I learned quite a few things from sewing that dress, but 2 made it especially memorable. The first was to follow your vision. I had a picture in my head – stylish white coatdress with 1″ matte, midnight blue buttons – and I didn’t let my mother or anyone else discourage me. The second lesson became incredibly important as I grew up and became a parent myself. When I finished that dress my mom apologized for doubting my vision and admitted the dress was beautiful. From that act I learned the power and strength embodied in the simple act of apologizing. I tend to be a little opinionated and stubborn (in case the above didn’t clue you in), so apology is a frequently used part of my behavioral repertoire. It’s especially powerful with children, but useful with adults too. So that’s why I remember one of the first sewing projects I made myself.
I certainly don’t still have that dress, but I did continue to wear it even to my first adult job.
[…] The Sewcialists are encouraging us to look back at where we all started on our sewing journeys by sharing the first garments we sewed using #MySewingStartedHere on Instagram.
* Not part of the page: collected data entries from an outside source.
impl TransactionCoordinator {
    pub fn new(
        ledger: LedgerManager,
        holds: HoldManager,
        accounts: Arc<dyn AccountDirectory>,
        tickets: Arc<dyn TicketService>,
    ) -> Self {
        Self {
            ledger,
            holds,
            accounts,
            tickets,
        }
    }

    /// Staff deposit into a customer account
    ///
    /// # Errors
    ///
    /// * `LedgerError::OperationNotAllowed` - Target is a partner account
    /// * `LedgerError::InvalidAmount` - Amount is not positive
    pub async fn staff_deposit(&self, request: DepositRequest) -> LedgerResult<Applied> {
        self.deposit(Actor::Staff, request).await
    }

    /// Deposit without the partner restriction
    pub async fn admin_deposit(&self, request: DepositRequest) -> LedgerResult<Applied> {
        self.deposit(Actor::Admin, request).await
    }

    /// Staff confirmation of a withdrawal
    ///
    /// # Errors
    ///
    /// * `LedgerError::OperationNotAllowed` - Target is a partner account
    /// * `LedgerError::HoldNotFound` - Hold missing or released
    pub async fn staff_withdrawal(&self, request: WithdrawalRequest) -> LedgerResult<HoldOutcome> {
        self.withdrawal(Actor::Staff, request).await
    }

    /// Withdrawal without the partner restriction
    pub async fn admin_withdrawal(&self, request: WithdrawalRequest) -> LedgerResult<HoldOutcome> {
        self.withdrawal(Actor::Admin, request).await
    }

    /// Release the hold of a rejected withdrawal, then close its ticket
    pub async fn reject_withdrawal(
        &self,
        request: RejectWithdrawalRequest,
    ) -> LedgerResult<HoldOutcome> {
        let outcome = self
            .holds
            .release_hold(request.hold_id, &request.reason, Some(request.staff_id))
            .await?;

        if let Some(ticket_id) = request.ticket_id {
            let resolution = TicketResolution {
                staff_id: request.staff_id,
                action: "reject_withdrawal".to_string(),
                amount: None,
                transaction_id: Some(request.hold_id),
                note: Some(request.reason.clone()),
                resolved_at: Utc::now(),
            };
            let message = format!("Withdrawal rejected: {}", request.reason);
            self.record_ticket(
                ticket_id,
                TicketStatus::Rejected,
                resolution,
                request.staff_id,
                message,
            )
            .await;
        }

        Ok(outcome)
    }

    /// Reject a deposit request; no money has moved yet
    ///
    /// # Errors
    ///
    /// * `LedgerError::TicketNotFound` - Ticket does not exist
    /// * `LedgerError::OperationNotAllowed` - Ticket is not a deposit ticket
    pub async fn reject_deposit(&self, request: RejectDepositRequest) -> LedgerResult<Ticket> {
        let ticket = self.tickets.get_ticket(request.ticket_id).await?;
        if ticket.kind != TicketKind::Deposit {
            return Err(LedgerError::OperationNotAllowed(format!(
                "ticket {} is not a deposit request",
                ticket.id
            )));
        }

        let patch = TicketPatch {
            status: Some(TicketStatus::Rejected),
            resolution: Some(TicketResolution {
                staff_id: request.staff_id,
                action: "reject_deposit".to_string(),
                amount: None,
                transaction_id: None,
                note: Some(request.reason.clone()),
                resolved_at: Utc::now(),
            }),
        };
        let ticket = self.tickets.update_ticket(ticket.id, patch).await?;
        self.tickets
            .append_conversation(
                ticket.id,
                ConversationEntry {
                    author_id: request.staff_id,
                    message: format!("Deposit rejected: {}", request.reason),
                },
            )
            .await?;

        log::info!("Deposit ticket {} rejected by staff {}", ticket.id, request.staff_id);
        Ok(ticket)
    }

    /// Reserve a customer withdrawal until staff execute or reject it
    ///
    /// Retrying with the same ticket returns the existing hold.
    pub async fn request_withdrawal(
        &self,
        request: WithdrawalHoldRequest,
    ) -> LedgerResult<WithdrawalRequested> {
        let ticket_id = match request.ticket_id {
            Some(id) => self.tickets.get_ticket(id).await?.id,
            None => {
                self.tickets
                    .open_ticket(request.account_id, TicketKind::Withdrawal)
                    .await?
                    .id
            }
        };

        let hold = self
            .holds
            .create_hold(
                request.account_id,
                request.amount,
                Some(format!("withdrawal-request:ticket:{ticket_id}")),
                HoldMetadata {
                    ticket_id: Some(ticket_id),
                    note: request.note,
                },
            )
            .await?;

        Ok(WithdrawalRequested { ticket_id, hold })
    }

    /// Move funds from a partner account to another account in one commit
    pub async fn partner_transfer(
        &self,
        request: PartnerTransferRequest,
    ) -> LedgerResult<Transfer> {
        let from = self.accounts.account(request.from_account_id).await?;
        if from.role != AccountRole::Partner {
            return Err(LedgerError::OperationNotAllowed(format!(
                "account {} is not a partner",
                from.id
            )));
        }
        let to = self.accounts.account(request.to_account_id).await?;

        let from_wallet = self.ledger.get_balance(WalletRef::Account(from.id)).await?;
        let to_wallet = self.ledger.get_balance(WalletRef::Account(to.id)).await?;

        self.ledger
            .transfer(TransferRequest {
                from: from_wallet.id,
                to: to_wallet.id,
                amount: request.amount,
                reference: request.reference,
                staff_id: Some(request.staff_id),
                note: request.note,
            })
            .await
    }

    async fn deposit(&self, actor: Actor, request: DepositRequest) -> LedgerResult<Applied> {
        self.ensure_allowed(actor, request.account_id).await?;
        let wallet = self
            .ledger
            .get_balance(WalletRef::Account(request.account_id))
            .await?;

        if let Some(reference) = &request.reference {
            if let Some(existing) = self.ledger.store().find_by_reference(reference).await? {
                if existing.wallet_id != wallet.id || existing.category != Category::Deposit {
                    return Err(LedgerError::DuplicateReference(reference.clone()));
                }
                return Ok(Applied {
                    balance: wallet.balance,
                    transaction_id: existing.id,
                    transaction: existing,
                    wallet,
                });
            }
        }

        let applied = self
            .ledger
            .apply_transaction(
                ApplyRequest::credit(wallet.id, request.amount, Category::Deposit)
                    .maybe_reference(request.reference.clone())
                    .metadata(EntryMetadata::Staff(StaffMetadata {
                        staff_id: request.staff_id,
                        ticket_id: request.ticket_id,
                        description: request.description.clone(),
                    })),
            )
            .await?;

        log::info!(
            "Deposit {} to account {} by staff {} (balance {})",
            request.amount,
            request.account_id,
            request.staff_id,
            applied.balance
        );

        if let Some(ticket_id) = request.ticket_id {
            let resolution = TicketResolution {
                staff_id: request.staff_id,
                action: "deposit".to_string(),
                amount: Some(request.amount),
                transaction_id: Some(applied.transaction_id),
                note: request.description,
                resolved_at: Utc::now(),
            };
            let message = format!(
                "Deposit of {} credited, transaction {}",
                request.amount, applied.transaction_id
            );
            self.record_ticket(
                ticket_id,
                TicketStatus::Approved,
                resolution,
                request.staff_id,
                message,
            )
            .await;
        }

        Ok(applied)
    }

    async fn withdrawal(
        &self,
        actor: Actor,
        request: WithdrawalRequest,
    ) -> LedgerResult<HoldOutcome> {
        self.ensure_allowed(actor, request.account_id).await?;

        let amount = match (request.hold_id, request.amount) {
            (None, None) => return Err(LedgerError::InvalidAmount(Decimal::ZERO)),
            (_, amount) => amount.unwrap_or(Decimal::ZERO),
        };

        let outcome = self
            .holds
            .execute_hold(ExecuteHold {
                hold_id: request.hold_id,
                account_id: request.account_id,
                amount,
                staff_id: request.staff_id,
                description: request.description.clone(),
                ticket_id: request.ticket_id,
                idempotency_key: request.idempotency_key,
            })
            .await?;

        if let Some(ticket_id) = request.ticket_id {
            let resolution = TicketResolution {
                staff_id: request.staff_id,
                action: "withdrawal".to_string(),
                amount: request.amount,
                transaction_id: Some(outcome.hold_id),
                note: request.description,
                resolved_at: Utc::now(),
            };
            let message = format!("Withdrawal executed, transaction {}", outcome.hold_id);
            self.record_ticket(
                ticket_id,
                TicketStatus::Approved,
                resolution,
                request.staff_id,
                message,
            )
            .await;
        }

        Ok(outcome)
    }

    async fn ensure_allowed(&self, actor: Actor, account_id: AccountId) -> LedgerResult<()> {
        if actor == Actor::Admin {
            return Ok(());
        }
        let account = self.accounts.account(account_id).await?;
        if account.role == AccountRole::Partner {
            return Err(LedgerError::OperationNotAllowed(
                "partner accounts require the admin operation".to_string(),
            ));
        }
        Ok(())
    }

    /// Best-effort ticket update after a committed money movement
    async fn record_ticket(
        &self,
        ticket_id: i64,
        status: TicketStatus,
        resolution: TicketResolution,
        staff_id: i64,
        message: String,
    ) {
        let patch = TicketPatch {
            status: Some(status),
            resolution: Some(resolution),
        };
        if let Err(e) = self.tickets.update_ticket(ticket_id, patch).await {
            log::warn!("Failed to update ticket {}: {}", ticket_id, e);
            return;
        }

        let entry = ConversationEntry {
            author_id: staff_id,
            message,
        };
        if let Err(e) = self.tickets.append_conversation(ticket_id, entry).await {
            log::warn!("Failed to append conversation to ticket {}: {}", ticket_id, e);
        }
    }
}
They want to encourage us to dig out some of those early garments so we can see how far we’ve come! Read the details here. […]
Reading through this I see how lucky those of us growing up in the mid-last-century were to have Home Ec classes. It was always my favorite part of the school day, whether we were doing cooking or sewing. Anyway, I started sewing long before I got to that point in school, probably around age 10, and with the help of classes at the local Singer shop, my first project was a sleeveless shift dress in a purple and brown mushroom print cotton. I can remember this because it’s such a perfectly 60’s look, both the dress and the fabric. Of course this was back before cameras were invented 😄 so I have no photos, but I think I wore it all summer and then my mom said it was too short for school so that was that.
The very first thing I made on my own (if you don’t count my 2 first circle skirts for which I got help) was a Simplicity 7275 dress (a 1950s repro pattern). It took me 4 months to complete it. It was indeed a very good idea for a beginner to choose a dress which is supposed to have gathers, an invisible zipper and a lining! On top of all this I made it in a horrible grey and red tartan fabric – and don’t ask me if I matched the checks, I would’nt be able to answer that question! No need to tell you that it was just horrible, even though I was brave enough to wear it a few times – but at least, compared to this, the dress I tried to make next seemed easy peasy!